Hay varios talentos en categorías internacionales y nacionales que muestran condiciones muy buenas. Lo que falta es continuidad. Muchos pilotos argentinos hacen campañas brillantes, pero sin un respaldo financiero sostenido queda difícil evolucionar hacia categorías de mayor visibilidad. El potencial existe, pero convertirlo en resultados internacionales requiere un apoyo que trascienda a la familia o a pequeños patrocinadores.
¿Cómo ve el futuro del periodismo deportivo especializado en automovilismo?
Creo que el periodismo deportivo tiene que adaptarse a un contexto donde la información está disponible en todos lados. Lo que marca la diferencia hoy es la credibilidad, el análisis y la capacidad de contar historias. El público ya no quiere solo saber quién ganó; quiere entender por qué, cómo y qué implica. Las plataformas digitales ofrecen oportunidades, pero también requieren profesionalización: contenido de calidad, verificado, con narrativa.
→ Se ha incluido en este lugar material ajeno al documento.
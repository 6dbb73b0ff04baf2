//! Cross-crate checkpoint round-trip tests

use anyhow::Result;
use checkpoint::Checkpointer;
use integration_tests::{init_logging, shared, StubModule};
use serde_json::json;
use std::collections::HashMap;
use std::path::Path;
use training_core::{DatasetConfig, TrainingConfig};

fn config(dir: &Path) -> TrainingConfig {
    TrainingConfig {
        output_dir: dir.to_path_buf(),
        dataset: DatasetConfig::default(),
    }
}

#[tokio::test]
async fn test_two_models_optimizer_scheduler_roundtrip() -> Result<()> {
    init_logging();
    let dir = tempfile::tempdir()?;

    let mut saver = Checkpointer::new(&config(dir.path()), true);
    saver.register_model(
        "generator",
        shared(StubModule::new(
            "generator",
            &[("conv.weight", vec![0.5, -0.5]), ("conv.bias", vec![0.1])],
        )),
    );
    saver.register_model(
        "discriminator",
        shared(StubModule::new(
            "discriminator",
            &[("fc.weight", vec![2.0, 3.0, 4.0])],
        )),
    );
    saver.register_optimizer(
        "generator",
        shared(StubModule::new("opt", &[("momentum", vec![0.9, 0.8])])),
    );
    saver.set_scheduler(shared(StubModule::new("sched", &[("lr", vec![1e-3])])));

    let extras = HashMap::from([
        ("step".to_string(), json!(1234)),
        ("lod".to_string(), json!(4)),
    ]);
    saver.save("epoch-7", extras)?;
    saver.wait_pending().await;

    // Fresh objects with zeroed parameters
    let generator = shared(StubModule::new(
        "generator",
        &[("conv.weight", vec![0.0, 0.0]), ("conv.bias", vec![0.0])],
    ));
    let discriminator = shared(StubModule::new(
        "discriminator",
        &[("fc.weight", vec![0.0, 0.0, 0.0])],
    ));
    let optimizer = shared(StubModule::new("opt", &[("momentum", vec![0.0, 0.0])]));
    let scheduler = shared(StubModule::new("sched", &[("lr", vec![0.0])]));

    let mut loader = Checkpointer::new(&config(dir.path()), true);
    loader.register_model("generator", generator.clone());
    loader.register_model("discriminator", discriminator.clone());
    loader.register_optimizer("generator", optimizer.clone());
    loader.set_scheduler(scheduler.clone());

    let extras = loader.load(false, None).await?;

    assert_eq!(extras["step"], json!(1234));
    assert_eq!(extras["lod"], json!(4));
    assert_eq!(extras.len(), 2);
    assert_eq!(generator.lock().param("conv.weight").unwrap(), &[0.5, -0.5]);
    assert_eq!(generator.lock().param("conv.bias").unwrap(), &[0.1]);
    assert_eq!(
        discriminator.lock().param("fc.weight").unwrap(),
        &[2.0, 3.0, 4.0]
    );
    assert_eq!(optimizer.lock().param("momentum").unwrap(), &[0.9, 0.8]);
    assert_eq!(scheduler.lock().param("lr").unwrap(), &[1e-3]);
    Ok(())
}

#[tokio::test]
async fn test_pointer_resolves_to_latest_tag() -> Result<()> {
    init_logging();
    let dir = tempfile::tempdir()?;

    let model = shared(StubModule::new("m", &[("w", vec![1.0])]));
    let mut checkpointer = Checkpointer::new(&config(dir.path()), true);
    checkpointer.register_model("m", model.clone());

    checkpointer.save("t1", HashMap::from([("tag".to_string(), json!("t1"))]))?;
    checkpointer.wait_pending().await;
    checkpointer.save("t2", HashMap::from([("tag".to_string(), json!("t2"))]))?;
    checkpointer.wait_pending().await;

    let mut loader = Checkpointer::new(&config(dir.path()), true);
    loader.register_model("m", shared(StubModule::new("m", &[("w", vec![0.0])])));
    let extras = loader.load(false, None).await?;
    assert_eq!(extras["tag"], json!("t2"));
    Ok(())
}

#[tokio::test]
async fn test_fresh_start_paths() -> Result<()> {
    init_logging();
    let dir = tempfile::tempdir()?;

    let mut checkpointer = Checkpointer::new(&config(dir.path()), true);
    checkpointer.register_model("m", shared(StubModule::new("m", &[("w", vec![1.0])])));

    // No pointer file yet
    assert!(checkpointer.load(false, None).await?.is_empty());

    checkpointer.save("t1", HashMap::from([("k".to_string(), json!(1))]))?;
    checkpointer.wait_pending().await;

    // Ignore flag wins over the existing checkpoint
    assert!(checkpointer.load(true, None).await?.is_empty());
    Ok(())
}

#[tokio::test]
async fn test_partial_record_warns_and_loads_the_rest() -> Result<()> {
    init_logging();
    let dir = tempfile::tempdir()?;

    let mut saver = Checkpointer::new(&config(dir.path()), true);
    saver.register_model("a", shared(StubModule::new("a", &[("w", vec![6.0])])));
    saver.save("only-a", HashMap::new())?;
    saver.wait_pending().await;

    let model_a = shared(StubModule::new("a", &[("w", vec![0.0])]));
    let model_b = shared(StubModule::new("b", &[("w", vec![-1.0])]));

    let mut loader = Checkpointer::new(&config(dir.path()), true);
    loader.register_model("a", model_a.clone());
    loader.register_model("b", model_b.clone());
    loader.load(false, None).await?;

    // "a" restored, unrecorded "b" untouched
    assert_eq!(model_a.lock().param("w").unwrap(), &[6.0]);
    assert_eq!(model_b.lock().param("w").unwrap(), &[-1.0]);
    Ok(())
}

#[tokio::test]
async fn test_model_state_with_drifted_keys_loads_permissively() -> Result<()> {
    init_logging();
    let dir = tempfile::tempdir()?;

    // Saved layout has a key the refactored model no longer carries
    let mut saver = Checkpointer::new(&config(dir.path()), true);
    saver.register_model(
        "m",
        shared(StubModule::new(
            "m",
            &[("kept", vec![1.0]), ("removed", vec![9.0])],
        )),
    );
    saver.save("old-layout", HashMap::new())?;
    saver.wait_pending().await;

    let model = shared(StubModule::new(
        "m",
        &[("kept", vec![0.0]), ("added", vec![0.25])],
    ));
    let mut loader = Checkpointer::new(&config(dir.path()), true);
    loader.register_model("m", model.clone());
    loader.load(false, None).await?;

    assert_eq!(model.lock().param("kept").unwrap(), &[1.0]);
    assert_eq!(model.lock().param("added").unwrap(), &[0.25]);
    assert!(model.lock().param("removed").is_none());
    Ok(())
}
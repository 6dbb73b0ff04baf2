//! Data loading for resolution-progressive image training
//!
//! This crate provides:
//! - **PackedDataset** for whole-shard in-memory sample arrays with
//!   index-based access
//! - **RecordShardDataset** for rank-partitioned record shard files served
//!   through a batched iterator
//! - **BatchCollator** turning raw pixel batches into training tensors
//!
//! # Example
//!
//! ```no_run
//! use dataset::{BatchCollator, RecordShardDataset};
//! use training_core::{DatasetConfig, Device};
//!
//! # fn example() -> training_core::Result<()> {
//! let config = DatasetConfig {
//!     path: "/data/r{}/shard-{}.rec".to_string(),
//!     part_count: 16,
//!     size: 60_000,
//!     max_resolution_level: 8,
//! };
//!
//! let mut dataset = RecordShardDataset::new(&config, 0, 4)?;
//! dataset.reset(4, 64)?;
//!
//! let collator = BatchCollator::new(Device::Cpu);
//! for batch in &mut dataset {
//!     let tensor = collator.collate(&[batch?])?;
//!     // feed tensor to the training step
//!     let _ = tensor;
//! }
//! # Ok(())
//! # }
//! ```

mod collate;
mod packed;
mod reader;
mod records;

pub use collate::BatchCollator;
pub use packed::{BincodeShardSource, PackedDataset, PackedShard, ShardSource};
pub use reader::{
    write_record_file, BatchIteratorFactory, FeatureShape, RecordBatchIterator, RecordFileReader,
};
pub use records::{RecordShardDataset, DEFAULT_BUFFER_MB};

// Re-export the shared sample/batch types for convenience
pub use training_core::{Lod, PixelBatch, PixelSample, Rank};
El periodismo del futuro será más interpretativo y menos dependiente de la mera transmisión.
¿Qué lugar ocupa la pasión en su carrera después de tantos años relatando Fórmula 1?
La pasión es lo que lo sostiene todo. Yo me enamoré del automovilismo de chico y todavía siento la misma emoción cuando aparece el semáforo en rojo antes de una largada. Con el tiempo uno adquiere experiencia, técnica, memoria histórica, pero la pasión se mantiene intacta porque el deporte siempre ofrece algo nuevo: un piloto que sorprende, una carrera caótica, una remontada increíble. Relatar F1 es acompañar a millones de personas en experiencias que los marcan; eso es un privilegio enorme.
¿Qué mensaje le daría a los jóvenes que quieren dedicarse al periodismo deportivo?
Les diría que estudien, que se preparen y que sean curiosos. El periodismo deportivo no es simplemente ver carreras o partidos; es entender la historia, los reglamentos, las dinámicas internas y también el contexto social. Hoy hay muchísimas herramientas para aprender, desde videos técnicos hasta bibliografía especializada. Y sobre todo, que sean honestos con el público. La credibilidad es el capital más importante que tiene un periodista, y se construye con trabajo y responsabilidad.
Fernando Tornello representa una combinación única de conocimiento, pasión y compromiso con la divulgación del automovilismo. Su mirada sobre el presente y futuro del deporte motor permite comprender tanto los desafíos de la industria como las oportunidades que ofrece este tiempo de cambios acelerados. Su trayectoria sigue inspirando a nuevas generaciones de periodistas y aficionados, recordándonos que, aunque la tecnología avance y las categorías evolucionen, la esencia del automovilismo.